>>
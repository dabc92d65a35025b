//! On-disk session document.
//!
//! A session directory holds `synthclone.json` and a `samples/` directory of
//! raw little-endian `f32` sample files. Participant and component state is
//! stored as opaque JSON values and round-trips byte-for-byte through
//! `serde_json`, including keys the host does not know about.

use std::fs;
use std::io::Write;
use std::path::{Component, Path, PathBuf};

use chrono::{DateTime, Utc};
use serde::{Deserialize, Serialize};
use serde_json::Value;

use crate::error::{SessionError, SessionResult};
use crate::id::ParticipantId;
use crate::sample::{Sample, SampleChannelCount, SampleRate};
use crate::visibility::PropertyVisibility;
use crate::zone::Zone;

/// Name of the session file inside a session directory.
pub const SESSION_FILE_NAME: &str = "synthclone.json";
/// Name of the sample directory inside a session directory.
pub const SAMPLE_DIRECTORY_NAME: &str = "samples";
/// Directory a save writes new sample files into before they replace the
/// sample directory.
pub const SAMPLE_STAGING_DIRECTORY_NAME: &str = ".samples-staging";
/// Current document format version.
pub const SESSION_FORMAT_VERSION: u32 = 1;

/// Serialized session.
#[derive(Debug, Clone, PartialEq, Serialize, Deserialize)]
pub struct SessionDocument {
    pub version: u32,
    pub saved_at: DateTime<Utc>,
    #[serde(default)]
    pub sample_rate: Option<SampleRate>,
    pub sample_channel_count: SampleChannelCount,
    #[serde(default)]
    pub visibility: PropertyVisibility,
    #[serde(default)]
    pub zones: Vec<ZoneRecord>,
    #[serde(default)]
    pub participants: Vec<ParticipantRecord>,
    #[serde(default)]
    pub effects: Vec<ComponentRecord>,
    #[serde(default)]
    pub targets: Vec<ComponentRecord>,
    #[serde(default)]
    pub sampler: Option<ComponentRecord>,
    #[serde(default)]
    pub selected_effect: Option<usize>,
    #[serde(default)]
    pub selected_target: Option<usize>,
}

/// A zone plus its selection flag and sample files.
#[derive(Debug, Clone, PartialEq, Serialize, Deserialize)]
pub struct ZoneRecord {
    pub zone: Zone,
    #[serde(default)]
    pub selected: bool,
    #[serde(default, rename = "dry_sample_file")]
    pub dry_sample: Option<SampleRecord>,
    #[serde(default, rename = "wet_sample_file")]
    pub wet_sample: Option<SampleRecord>,
}

/// Saved state of a participant.
#[derive(Debug, Clone, PartialEq, Serialize, Deserialize)]
pub struct ParticipantRecord {
    pub id: ParticipantId,
    pub active: bool,
    #[serde(default)]
    pub state: Value,
}

/// Saved state of an effect, sampler or target, keyed by its creator.
#[derive(Debug, Clone, PartialEq, Serialize, Deserialize)]
pub struct ComponentRecord {
    pub participant: ParticipantId,
    #[serde(default)]
    pub state: Value,
}

/// Location and format of a stored sample.
#[derive(Debug, Clone, PartialEq, Eq, Serialize, Deserialize)]
pub struct SampleRecord {
    /// File name relative to the sample directory.
    pub file: String,
    pub rate: SampleRate,
    pub channels: SampleChannelCount,
}

impl SessionDocument {
    /// Create an empty document.
    pub fn new(sample_rate: Option<SampleRate>, sample_channel_count: SampleChannelCount) -> Self {
        Self {
            version: SESSION_FORMAT_VERSION,
            saved_at: Utc::now(),
            sample_rate,
            sample_channel_count,
            visibility: PropertyVisibility::default(),
            zones: Vec::new(),
            participants: Vec::new(),
            effects: Vec::new(),
            targets: Vec::new(),
            sampler: None,
            selected_effect: None,
            selected_target: None,
        }
    }

    /// Path of the session file in `dir`.
    pub fn path(dir: &Path) -> PathBuf {
        dir.join(SESSION_FILE_NAME)
    }

    /// Check whether `dir` contains a session file.
    pub fn exists(dir: &Path) -> bool {
        Self::path(dir).is_file()
    }

    /// Read and version-check the document in `dir`.
    pub fn read(dir: &Path) -> SessionResult<Self> {
        let path = Self::path(dir);
        if !path.is_file() {
            return Err(SessionError::NotASession {
                path: dir.to_path_buf(),
            });
        }
        let text = fs::read_to_string(&path).map_err(|e| SessionError::io(&path, e))?;
        let doc: Self = serde_json::from_str(&text)?;
        if doc.version != SESSION_FORMAT_VERSION {
            return Err(SessionError::UnsupportedVersion {
                version: doc.version,
            });
        }
        Ok(doc)
    }

    /// Write the document into `dir`, creating the sample directory.
    pub fn write(&self, dir: &Path) -> SessionResult<()> {
        let samples = dir.join(SAMPLE_DIRECTORY_NAME);
        fs::create_dir_all(&samples).map_err(|e| SessionError::io(&samples, e))?;
        self.write_file(dir)
    }

    /// Replace the session file in `dir`. A failed write leaves the previous
    /// file in place.
    pub fn write_file(&self, dir: &Path) -> SessionResult<()> {
        let path = Self::path(dir);
        let text = serde_json::to_string_pretty(self)?;
        let mut file = tempfile::NamedTempFile::new_in(dir).map_err(|e| SessionError::io(dir, e))?;
        file.write_all(text.as_bytes())
            .map_err(|e| SessionError::io(file.path(), e))?;
        file.persist(&path)
            .map_err(|e| SessionError::io(&path, e.error))?;
        Ok(())
    }
}

impl SampleRecord {
    /// Write `sample` into the sample directory of `dir` as `file`.
    pub fn write(dir: &Path, file: impl Into<String>, sample: &Sample) -> SessionResult<Self> {
        Self::write_in(&dir.join(SAMPLE_DIRECTORY_NAME), file, sample)
    }

    /// Write `sample` into the directory `samples` as `file`.
    ///
    /// `file` must be a plain file name.
    pub fn write_in(samples: &Path, file: impl Into<String>, sample: &Sample) -> SessionResult<Self> {
        let file = file.into();
        check_file_name(&file)?;
        let path = samples.join(&file);
        let bytes: Vec<u8> = sample.data.iter().flat_map(|v| v.to_le_bytes()).collect();
        fs::write(&path, bytes).map_err(|e| SessionError::io(&path, e))?;
        Ok(Self {
            file,
            rate: sample.rate,
            channels: sample.channels,
        })
    }

    /// Read the referenced sample from the sample directory of `dir`.
    pub fn read(&self, dir: &Path) -> SessionResult<Sample> {
        check_file_name(&self.file)?;
        let path = dir.join(SAMPLE_DIRECTORY_NAME).join(&self.file);
        let bytes = fs::read(&path).map_err(|e| SessionError::io(&path, e))?;
        if bytes.len() % 4 != 0 {
            return Err(SessionError::InvalidSampleData {
                len: bytes.len(),
                channels: self.channels,
            });
        }
        let data = bytes
            .chunks_exact(4)
            .map(|b| f32::from_le_bytes([b[0], b[1], b[2], b[3]]))
            .collect();
        Sample::new(self.rate, self.channels, data)
    }
}

/// Sample files live directly in the sample directory.
fn check_file_name(file: &str) -> SessionResult<()> {
    let mut components = Path::new(file).components();
    match (components.next(), components.next()) {
        (Some(Component::Normal(_)), None) => Ok(()),
        _ => Err(SessionError::InvalidSampleFile {
            file: file.to_string(),
        }),
    }
}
<<
**YOUR ASSIGNMENT**
Please reproduce all of the material exactly.

**TASK OUTPUT**
repository dabc92d65a35025b
//! On-disk session document.
//!
//! A session directory holds `synthclone.json` and a `samples/` directory of
//! raw little-endian `f32` sample files. Participant and component state is
//! stored as opaque JSON values and round-trips byte-for-byte through
//! `serde_json`, including keys the host does not know about.

use std::fs;
use std::io::Write;
use std::path::{Component, Path, PathBuf};

use chrono::{DateTime, Utc};
use serde::{Deserialize, Serialize};
use serde_json::Value;

use crate::error::{SessionError, SessionResult};
use crate::id::ParticipantId;
use crate::sample::{Sample, SampleChannelCount, SampleRate};
use crate::visibility::PropertyVisibility;
use crate::zone::Zone;

/// Name of the session file inside a session directory.
pub const SESSION_FILE_NAME: &str = "synthclone.json";
/// Name of the sample directory inside a session directory.
pub const SAMPLE_DIRECTORY_NAME: &str = "samples";
/// Directory a save writes new sample files into before they replace the
/// sample directory.
pub const SAMPLE_STAGING_DIRECTORY_NAME: &str = ".samples-staging";
/// Current document format version.
pub const SESSION_FORMAT_VERSION: u32 = 1;

/// Serialized session.
#[derive(Debug, Clone, PartialEq, Serialize, Deserialize)]
pub struct SessionDocument {
    pub version: u32,
    pub saved_at: DateTime<Utc>,
    #[serde(default)]
    pub sample_rate: Option<SampleRate>,
    pub sample_channel_count: SampleChannelCount,
    #[serde(default)]
    pub visibility: PropertyVisibility,
    #[serde(default)]
    pub zones: Vec<ZoneRecord>,
    #[serde(default)]
    pub participants: Vec<ParticipantRecord>,
    #[serde(default)]
    pub effects: Vec<ComponentRecord>,
    #[serde(default)]
    pub targets: Vec<ComponentRecord>,
    #[serde(default)]
    pub sampler: Option<ComponentRecord>,
    #[serde(default)]
    pub selected_effect: Option<usize>,
    #[serde(default)]
    pub selected_target: Option<usize>,
}

/// A zone plus its selection flag and sample files.
#[derive(Debug, Clone, PartialEq, Serialize, Deserialize)]
pub struct ZoneRecord {
    pub zone: Zone,
    #[serde(default)]
    pub selected: bool,
    #[serde(default, rename = "dry_sample_file")]
    pub dry_sample: Option<SampleRecord>,
    #[serde(default, rename = "wet_sample_file")]
    pub wet_sample: Option<SampleRecord>,
}

/// Saved state of a participant.
#[derive(Debug, Clone, PartialEq, Serialize, Deserialize)]
pub struct ParticipantRecord {
    pub id: ParticipantId,
    pub active: bool,
    #[serde(default)]
    pub state: Value,
}

/// Saved state of an effect, sampler or target, keyed by its creator.
#[derive(Debug, Clone, PartialEq, Serialize, Deserialize)]
pub struct ComponentRecord {
    pub participant: ParticipantId,
    #[serde(default)]
    pub state: Value,
}

/// Location and format of a stored sample.
#[derive(Debug, Clone, PartialEq, Eq, Serialize, Deserialize)]
pub struct SampleRecord {
    /// File name relative to the sample directory.
    pub file: String,
    pub rate: SampleRate,
    pub channels: SampleChannelCount,
}

impl SessionDocument {
    /// Create an empty document.
    pub fn new(sample_rate: Option<SampleRate>, sample_channel_count: SampleChannelCount) -> Self {
        Self {
            version: SESSION_FORMAT_VERSION,
            saved_at: Utc::now(),
            sample_rate,
            sample_channel_count,
            visibility: PropertyVisibility::default(),
            zones: Vec::new(),
            participants: Vec::new(),
            effects: Vec::new(),
            targets: Vec::new(),
            sampler: None,
            selected_effect: None,
            selected_target: None,
        }
    }

    /// Path of the session file in `dir`.
    pub fn path(dir: &Path) -> PathBuf {
        dir.join(SESSION_FILE_NAME)
    }

    /// Check whether `dir` contains a session file.
    pub fn exists(dir: &Path) -> bool {
        Self::path(dir).is_file()
    }

    /// Read and version-check the document in `dir`.
    pub fn read(dir: &Path) -> SessionResult<Self> {
        let path = Self::path(dir);
        if !path.is_file() {
            return Err(SessionError::NotASession {
                path: dir.to_path_buf(),
            });
        }
        let text = fs::read_to_string(&path).map_err(|e| SessionError::io(&path, e))?;
        let doc: Self = serde_json::from_str(&text)?;
        if doc.version != SESSION_FORMAT_VERSION {
            return Err(SessionError::UnsupportedVersion {
                version: doc.version,
            });
        }
        Ok(doc)
    }

    /// Write the document into `dir`, creating the sample directory.
    pub fn write(&self, dir: &Path) -> SessionResult<()> {
        let samples = dir.join(SAMPLE_DIRECTORY_NAME);
        fs::create_dir_all(&samples).map_err(|e| SessionError::io(&samples, e))?;
        self.write_file(dir)
    }

    /// Replace the session file in `dir`. A failed write leaves the previous
    /// file in place.
    pub fn write_file(&self, dir: &Path) -> SessionResult<()> {
        let path = Self::path(dir);
        let text = serde_json::to_string_pretty(self)?;
        let mut file = tempfile::NamedTempFile::new_in(dir).map_err(|e| SessionError::io(dir, e))?;
        file.write_all(text.as_bytes())
            .map_err(|e| SessionError::io(file.path(), e))?;
        file.persist(&path)
            .map_err(|e| SessionError::io(&path, e.error))?;
        Ok(())
    }
}

impl SampleRecord {
    /// Write `sample` into the sample directory of `dir` as `file`.
    pub fn write(dir: &Path, file: impl Into<String>, sample: &Sample) -> SessionResult<Self> {
        Self::write_in(&dir.join(SAMPLE_DIRECTORY_NAME), file, sample)
    }

    /// Write `sample` into the directory `samples` as `file`.
    ///
    /// `file` must be a plain file name.
    pub fn write_in(samples: &Path, file: impl Into<String>, sample: &Sample) -> SessionResult<Self> {
        let file = file.into();
        check_file_name(&file)?;
        let path = samples.join(&file);
        let bytes: Vec<u8> = sample.data.iter().flat_map(|v| v.to_le_bytes()).collect();
        fs::write(&path, bytes).map_err(|e| SessionError::io(&path, e))?;
        Ok(Self {
            file,
            rate: sample.rate,
            channels: sample.channels,
        })
    }

    /// Read the referenced sample from the sample directory of `dir`.
    pub fn read(&self, dir: &Path) -> SessionResult<Sample> {
        check_file_name(&self.file)?;
        let path = dir.join(SAMPLE_DIRECTORY_NAME).join(&self.file);
        let bytes = fs::read(&path).map_err(|e| SessionError::io(&path, e))?;
        if bytes.len() % 4 != 0 {
            return Err(SessionError::InvalidSampleData {
                len: bytes.len(),
                channels: self.channels,
            });
        }
        let data = bytes
            .chunks_exact(4)
            .map(|b| f32::from_le_bytes([b[0], b[1], b[2], b[3]]))
            .collect();
        Sample::new(self.rate, self.channels, data)
    }
}

/// Sample files live directly in the sample directory.
fn check_file_name(file: &str) -> SessionResult<()> {
    let mut components = Path::new(file).components();
    match (components.next(), components.next()) {
        (Some(Component::Normal(_)), None) => Ok(()),
        _ => Err(SessionError::InvalidSampleFile {
            file: file.to_string(),
        }),
    }
}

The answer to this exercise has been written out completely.